Section 7041 of the draft bill includes two clauses under the section entitled “Morocco.” The first mandates that American funds to Morocco “shall also be made available for assistance for any region or territory administered by Morocco, including the Western Sahara.” The second instructs the Secretary of State to “take all practicable steps to secure the cooperation of the Government of Algeria for the United Nations High Commissioner for Refugees to conduct a census of the refugee camps near Tindouf, Algeria.”
Amid accusations that the Polisario and Algeria are inflating the number of refugees in the camp to receive and embezzle excess aid, European authorities have been calling for an official census of the camps to determine the appropriate amount of aid to provide.

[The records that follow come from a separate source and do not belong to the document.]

//! Error Taxonomy
//!
//! Errors live in two layers. [`GatewayError`] is what the AI gateway
//! produces: configuration, transport, status, parse, and shape failures,
//! each carrying cause text. [`CampaignError`] is what the state machine
//! stores and the surface renders: the gateway failure re-classified by the
//! flow it happened in, with a stable display prefix per class so remediation
//! content can be chosen without string sniffing.
//!
//! The studio never stores a raw or unclassified error. Nothing here is
//! fatal; every class resolves to a retryable state.

use thiserror::Error;

/// Convenience alias for gateway operation outcomes.
pub type GatewayResult<T> = Result<T, GatewayError>;

/// Remediation text for a missing API credential.
const CONFIGURATION_ADVICE: &str = "Please make sure your Gemini API key is set up as an \
     environment variable. The application cannot connect to the AI service without it.";

/// Guidance shown for a URL that failed local validation.
const INVALID_URL_ADVICE: &str =
    "Please enter a full, valid URL including http:// or https://.";

// =============================================================================
// Gateway Layer
// =============================================================================

/// A failure raised by the AI gateway while performing a remote operation.
///
/// Variants carry their cause as text so the value stays `Clone` across the
/// completion channel and comparable in tests.
#[derive(Debug, Clone, PartialEq, Eq, Error)]
pub enum GatewayError {
    /// No API credential is available. Detected before any request is sent,
    /// never inferred from a transport failure.
    #[error("Gemini API key is not configured")]
    Configuration,

    /// The HTTP round-trip itself failed (connect, DNS, client timeout).
    #[error("request failed: {0}")]
    Transport(String),

    /// The model endpoint answered with a non-success status.
    #[error("model endpoint returned {status}: {message}")]
    Status {
        /// HTTP status code of the response.
        status: u16,
        /// Message extracted from the error body, or the raw body.
        message: String,
    },

    /// The response payload could not be parsed as JSON.
    #[error("response was not valid JSON: {0}")]
    Json(String),

    /// The response JSON did not satisfy the required output shape.
    #[error("response did not match the expected shape: {0}")]
    Shape(String),
}

// =============================================================================
// Studio Layer
// =============================================================================

/// A classified, display-ready error as stored by the state machine.
///
/// The `Display` form is `"<class prefix>: <detail>"`; [`CampaignError::title`]
/// and [`CampaignError::detail`] expose the two halves separately for
/// surfaces that render them apart.
#[derive(Debug, Clone, PartialEq, Eq, Error)]
pub enum CampaignError {
    /// The submitted URL failed absolute-URL validation. No remote call was
    /// made; resubmitting with a corrected URL recovers.
    #[error("Invalid URL: {0}")]
    InvalidInput(String),

    /// The API credential is missing. Not recoverable from inside the app;
    /// the user has to supply the credential.
    #[error("API Key Issue: {0}")]
    Configuration(String),

    /// The remote campaign call failed (transport, non-success status,
    /// malformed JSON, or shape mismatch). Resubmitting recovers.
    #[error("Generation Failed: {0}")]
    Generation(String),

    /// A per-creative variation request failed. The displayed campaign is
    /// unaffected; this class is surfaced as a transient notice, never as
    /// the full-page error state.
    #[error("Could not generate variations: {0}")]
    Variation(String),
}

impl CampaignError {
    /// The error stored when a submitted URL fails local validation.
    #[must_use]
    pub fn invalid_url() -> Self {
        Self::InvalidInput(INVALID_URL_ADVICE.to_string())
    }

    /// Classify a gateway failure from the main campaign flow.
    #[must_use]
    pub fn from_campaign_flow(source: &GatewayError) -> Self {
        match source {
            GatewayError::Configuration => Self::Configuration(CONFIGURATION_ADVICE.to_string()),
            other => Self::Generation(other.to_string()),
        }
    }

    /// Classify a gateway failure from the variation flow. Every cause stays
    /// scoped to the variation class so the main result survives.
    #[must_use]
    pub fn from_variation_flow(source: &GatewayError) -> Self {
        Self::Variation(source.to_string())
    }

    /// Short heading for this class, suitable as a panel title.
    #[must_use]
    pub fn title(&self) -> &'static str {
        match self {
            Self::InvalidInput(_) => "Invalid URL",
            Self::Configuration(_) => "API Key Issue",
            Self::Generation(_) => "Generation Failed",
            Self::Variation(_) => "Variation Failed",
        }
    }

    /// The detail text without the class prefix.
    #[must_use]
    pub fn detail(&self) -> &str {
        match self {
            Self::InvalidInput(detail)
            | Self::Configuration(detail)
            | Self::Generation(detail)
            | Self::Variation(detail) => detail,
        }
    }

    /// Stable lowercase tag for structured log fields.
    #[must_use]
    pub fn kind(&self) -> &'static str {
        match self {
            Self::InvalidInput(_) => "invalid_input",
            Self::Configuration(_) => "configuration",
            Self::Generation(_) => "generation",
            Self::Variation(_) => "variation",
        }
    }

    /// Whether simply resubmitting can recover from this error.
    #[must_use]
    pub fn recoverable_by_resubmit(&self) -> bool {
        !matches!(self, Self::Configuration(_))
    }
}

#[cfg(test)]
mod tests {
    use super::*;
    use pretty_assertions::assert_eq;

    #[test]
    fn test_display_prefixes_identify_the_class() {
        assert!(CampaignError::invalid_url()
            .to_string()
            .starts_with("Invalid URL: "));
        assert!(
            CampaignError::from_campaign_flow(&GatewayError::Configuration)
                .to_string()
                .starts_with("API Key Issue: ")
        );
        assert!(
            CampaignError::from_campaign_flow(&GatewayError::Json("tail garbage".into()))
                .to_string()
                .starts_with("Generation Failed: ")
        );
    }

    #[test]
    fn test_campaign_flow_classification() {
        let config = CampaignError::from_campaign_flow(&GatewayError::Configuration);
        assert!(matches!(config, CampaignError::Configuration(_)));

        let transport =
            CampaignError::from_campaign_flow(&GatewayError::Transport("connect refused".into()));
        assert!(matches!(transport, CampaignError::Generation(_)));
        assert!(transport.detail().contains("connect refused"));

        let status = CampaignError::from_campaign_flow(&GatewayError::Status {
            status: 429,
            message: "quota exceeded".into(),
        });
        assert!(matches!(status, CampaignError::Generation(_)));
        assert!(status.detail().contains("429"));
        assert!(status.detail().contains("quota exceeded"));
    }

    #[test]
    fn test_variation_flow_never_escalates() {
        for source in [
            GatewayError::Configuration,
            GatewayError::Transport("reset".into()),
            GatewayError::Shape("adCreatives missing".into()),
        ] {
            let classified = CampaignError::from_variation_flow(&source);
            assert!(matches!(classified, CampaignError::Variation(_)));
        }
    }

    #[test]
    fn test_variation_detail_keeps_cause_text() {
        let classified = CampaignError::from_variation_flow(&GatewayError::Configuration);
        assert_eq!(classified.detail(), "Gemini API key is not configured");
    }

    #[test]
    fn test_titles_and_kinds() {
        let err = CampaignError::from_campaign_flow(&GatewayError::Configuration);
        assert_eq!(err.title(), "API Key Issue");
        assert_eq!(err.kind(), "configuration");
        assert!(!err.recoverable_by_resubmit());

        let err = CampaignError::invalid_url();
        assert_eq!(err.title(), "Invalid URL");
        assert!(err.recoverable_by_resubmit());
    }
}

In early 2015 the European Union Anti-Fraud committee published a report indicating that the humanitarian aid destined to the Tindouf camps had been diverted for four decades by the Polisario and Algeria.
However, Algerian officials have spoken out against the bill. Madjid Bougerra, the Algerian ambassador to the United States, condemned the bill’s language in a letter to Representative Betty McCallum on June 24.
Claiming that the appropriations bill was not the place to request a census, Ambassador Bougerra wrote: “I respectfully request that the House Appropriations Committee remove, from this draft, the provision concerning Algeria inasmuch as it is not at all party to an an assistance issue involving the US and Morocco only.”
The full House of Representatives will vote on the bill after its summer recess. If approved, the House will combine its bill with the Senate’s version. The Senate also authorizes US aid to the Western Sahara, but, unlike the House, places the Western Sahara in its own category separate from Moroccan foreign aid.
If both bills are approved, the House and the Senate will compare their versions and reconcile any differences between the two before sending the legislation to the President to sign.